▶ [EXERCISE MATERIALS]
· · · · ·
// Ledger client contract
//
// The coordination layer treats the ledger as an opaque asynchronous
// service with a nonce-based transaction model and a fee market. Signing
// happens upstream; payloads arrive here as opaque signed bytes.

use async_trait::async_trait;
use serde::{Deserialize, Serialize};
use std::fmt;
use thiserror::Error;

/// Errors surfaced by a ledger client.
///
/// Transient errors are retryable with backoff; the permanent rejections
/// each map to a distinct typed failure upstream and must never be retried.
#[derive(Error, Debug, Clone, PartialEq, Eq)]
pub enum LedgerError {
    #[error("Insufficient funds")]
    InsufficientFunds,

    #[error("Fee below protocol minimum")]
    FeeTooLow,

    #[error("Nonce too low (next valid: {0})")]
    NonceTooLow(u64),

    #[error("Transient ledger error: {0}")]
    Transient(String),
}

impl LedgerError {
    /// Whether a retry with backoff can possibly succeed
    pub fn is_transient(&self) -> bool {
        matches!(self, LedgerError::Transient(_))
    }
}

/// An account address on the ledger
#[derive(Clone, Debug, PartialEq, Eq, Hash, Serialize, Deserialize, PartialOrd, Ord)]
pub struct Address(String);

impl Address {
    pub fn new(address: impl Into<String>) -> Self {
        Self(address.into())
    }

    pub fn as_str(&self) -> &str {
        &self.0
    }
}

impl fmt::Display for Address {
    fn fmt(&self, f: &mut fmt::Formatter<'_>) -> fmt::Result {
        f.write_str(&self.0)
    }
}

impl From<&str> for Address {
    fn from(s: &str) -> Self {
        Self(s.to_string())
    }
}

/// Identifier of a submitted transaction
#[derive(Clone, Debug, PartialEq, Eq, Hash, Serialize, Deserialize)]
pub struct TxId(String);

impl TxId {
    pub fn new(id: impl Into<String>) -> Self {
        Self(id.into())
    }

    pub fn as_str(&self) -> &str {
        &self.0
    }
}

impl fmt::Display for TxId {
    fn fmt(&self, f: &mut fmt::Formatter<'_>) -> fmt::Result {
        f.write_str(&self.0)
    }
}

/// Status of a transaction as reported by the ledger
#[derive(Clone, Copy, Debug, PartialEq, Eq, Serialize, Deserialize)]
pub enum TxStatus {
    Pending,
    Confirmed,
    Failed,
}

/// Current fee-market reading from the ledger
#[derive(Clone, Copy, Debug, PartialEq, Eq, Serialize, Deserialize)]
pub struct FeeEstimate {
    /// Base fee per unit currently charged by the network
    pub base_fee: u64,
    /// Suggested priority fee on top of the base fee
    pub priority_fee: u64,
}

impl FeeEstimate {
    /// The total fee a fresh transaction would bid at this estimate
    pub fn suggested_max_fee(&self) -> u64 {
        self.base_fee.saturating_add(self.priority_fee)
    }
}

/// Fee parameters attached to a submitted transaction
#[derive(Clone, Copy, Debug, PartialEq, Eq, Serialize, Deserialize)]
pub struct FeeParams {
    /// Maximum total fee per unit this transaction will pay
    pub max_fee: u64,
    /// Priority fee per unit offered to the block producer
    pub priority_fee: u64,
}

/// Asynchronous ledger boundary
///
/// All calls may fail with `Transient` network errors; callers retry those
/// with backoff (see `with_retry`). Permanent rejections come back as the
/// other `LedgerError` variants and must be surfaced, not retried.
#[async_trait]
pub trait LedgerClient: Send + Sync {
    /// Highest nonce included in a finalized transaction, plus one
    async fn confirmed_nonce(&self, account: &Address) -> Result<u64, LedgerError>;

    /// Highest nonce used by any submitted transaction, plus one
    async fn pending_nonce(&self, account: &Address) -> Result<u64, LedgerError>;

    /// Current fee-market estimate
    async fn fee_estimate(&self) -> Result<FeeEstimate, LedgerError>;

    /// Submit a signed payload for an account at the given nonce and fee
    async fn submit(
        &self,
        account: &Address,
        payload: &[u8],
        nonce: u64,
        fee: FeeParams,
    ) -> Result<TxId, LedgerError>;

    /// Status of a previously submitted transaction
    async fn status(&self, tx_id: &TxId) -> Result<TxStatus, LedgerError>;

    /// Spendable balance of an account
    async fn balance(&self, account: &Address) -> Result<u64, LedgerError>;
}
· · · · ·
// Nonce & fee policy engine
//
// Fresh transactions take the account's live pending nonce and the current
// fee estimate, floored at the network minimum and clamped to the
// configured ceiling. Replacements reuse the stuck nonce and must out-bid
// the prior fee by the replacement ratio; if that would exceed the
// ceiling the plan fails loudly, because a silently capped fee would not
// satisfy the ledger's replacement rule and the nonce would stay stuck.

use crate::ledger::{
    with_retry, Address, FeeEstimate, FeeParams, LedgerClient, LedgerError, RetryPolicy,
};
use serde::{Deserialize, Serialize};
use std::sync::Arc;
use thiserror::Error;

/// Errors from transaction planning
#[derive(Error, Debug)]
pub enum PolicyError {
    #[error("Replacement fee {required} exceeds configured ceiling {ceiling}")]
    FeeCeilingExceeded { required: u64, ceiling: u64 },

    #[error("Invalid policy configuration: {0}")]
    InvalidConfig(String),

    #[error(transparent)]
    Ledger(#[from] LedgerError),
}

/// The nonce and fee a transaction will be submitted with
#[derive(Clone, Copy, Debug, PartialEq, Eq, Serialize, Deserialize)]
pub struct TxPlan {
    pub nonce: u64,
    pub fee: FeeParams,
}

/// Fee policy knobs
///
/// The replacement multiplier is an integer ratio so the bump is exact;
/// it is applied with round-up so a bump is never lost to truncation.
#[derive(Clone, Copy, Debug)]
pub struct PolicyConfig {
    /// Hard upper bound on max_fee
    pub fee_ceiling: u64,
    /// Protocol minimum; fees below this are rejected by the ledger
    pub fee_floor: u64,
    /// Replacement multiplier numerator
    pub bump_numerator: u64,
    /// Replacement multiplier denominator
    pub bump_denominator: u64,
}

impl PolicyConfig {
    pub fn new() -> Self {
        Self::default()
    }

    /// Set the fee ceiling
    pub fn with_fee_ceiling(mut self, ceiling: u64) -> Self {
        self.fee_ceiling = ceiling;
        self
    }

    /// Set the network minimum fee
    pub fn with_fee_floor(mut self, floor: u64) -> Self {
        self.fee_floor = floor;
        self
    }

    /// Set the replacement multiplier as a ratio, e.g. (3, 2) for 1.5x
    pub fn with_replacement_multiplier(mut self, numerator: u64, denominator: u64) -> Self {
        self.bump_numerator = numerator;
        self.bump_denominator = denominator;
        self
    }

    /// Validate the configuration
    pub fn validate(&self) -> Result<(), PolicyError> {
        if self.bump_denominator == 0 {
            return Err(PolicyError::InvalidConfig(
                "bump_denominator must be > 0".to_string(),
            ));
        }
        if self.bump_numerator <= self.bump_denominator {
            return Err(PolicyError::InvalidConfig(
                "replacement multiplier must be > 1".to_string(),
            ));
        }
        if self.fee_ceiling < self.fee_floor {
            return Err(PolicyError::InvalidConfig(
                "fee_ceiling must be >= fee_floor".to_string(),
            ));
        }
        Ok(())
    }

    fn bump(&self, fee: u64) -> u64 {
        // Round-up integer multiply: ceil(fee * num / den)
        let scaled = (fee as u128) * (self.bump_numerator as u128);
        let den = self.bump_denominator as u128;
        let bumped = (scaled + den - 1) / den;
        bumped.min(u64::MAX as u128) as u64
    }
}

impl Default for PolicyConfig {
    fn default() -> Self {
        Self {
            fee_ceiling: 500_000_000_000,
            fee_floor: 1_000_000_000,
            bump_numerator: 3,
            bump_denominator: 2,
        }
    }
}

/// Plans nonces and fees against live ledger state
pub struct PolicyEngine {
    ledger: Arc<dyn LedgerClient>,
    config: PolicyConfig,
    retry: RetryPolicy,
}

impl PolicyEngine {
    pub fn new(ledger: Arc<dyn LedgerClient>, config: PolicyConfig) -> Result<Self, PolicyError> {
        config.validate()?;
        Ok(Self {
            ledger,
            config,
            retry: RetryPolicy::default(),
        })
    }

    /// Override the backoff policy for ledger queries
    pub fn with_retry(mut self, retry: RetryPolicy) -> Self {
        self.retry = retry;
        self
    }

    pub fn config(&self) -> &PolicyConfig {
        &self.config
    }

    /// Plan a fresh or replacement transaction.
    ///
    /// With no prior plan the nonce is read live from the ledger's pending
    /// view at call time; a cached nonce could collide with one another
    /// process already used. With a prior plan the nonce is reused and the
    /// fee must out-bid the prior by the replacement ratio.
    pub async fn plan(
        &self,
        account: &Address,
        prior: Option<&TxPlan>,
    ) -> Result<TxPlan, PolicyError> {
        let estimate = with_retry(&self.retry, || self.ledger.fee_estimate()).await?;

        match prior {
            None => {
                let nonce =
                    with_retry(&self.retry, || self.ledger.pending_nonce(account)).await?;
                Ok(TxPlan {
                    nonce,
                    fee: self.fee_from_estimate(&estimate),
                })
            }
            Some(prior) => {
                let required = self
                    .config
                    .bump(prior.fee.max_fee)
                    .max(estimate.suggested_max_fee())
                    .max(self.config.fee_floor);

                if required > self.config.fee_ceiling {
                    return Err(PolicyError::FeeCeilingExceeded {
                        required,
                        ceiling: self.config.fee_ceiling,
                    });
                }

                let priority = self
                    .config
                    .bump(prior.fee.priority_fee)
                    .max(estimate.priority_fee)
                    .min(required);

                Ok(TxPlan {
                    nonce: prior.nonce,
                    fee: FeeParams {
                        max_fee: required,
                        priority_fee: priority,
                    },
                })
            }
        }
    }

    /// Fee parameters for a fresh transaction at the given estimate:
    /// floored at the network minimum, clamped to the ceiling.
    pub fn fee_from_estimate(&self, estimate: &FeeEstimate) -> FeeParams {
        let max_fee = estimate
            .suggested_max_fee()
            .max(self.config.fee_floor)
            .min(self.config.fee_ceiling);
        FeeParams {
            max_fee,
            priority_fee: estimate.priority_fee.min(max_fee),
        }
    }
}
· · · · ·
▶ [EXERCISE INSTRUCTIONS]
In the records above, which lines hold the string "configuration"? Copy each one.

▶ [SOLUTION TO THE EXERCISE]
    #[error("Invalid policy configuration: {0}")]
    /// Validate the configuration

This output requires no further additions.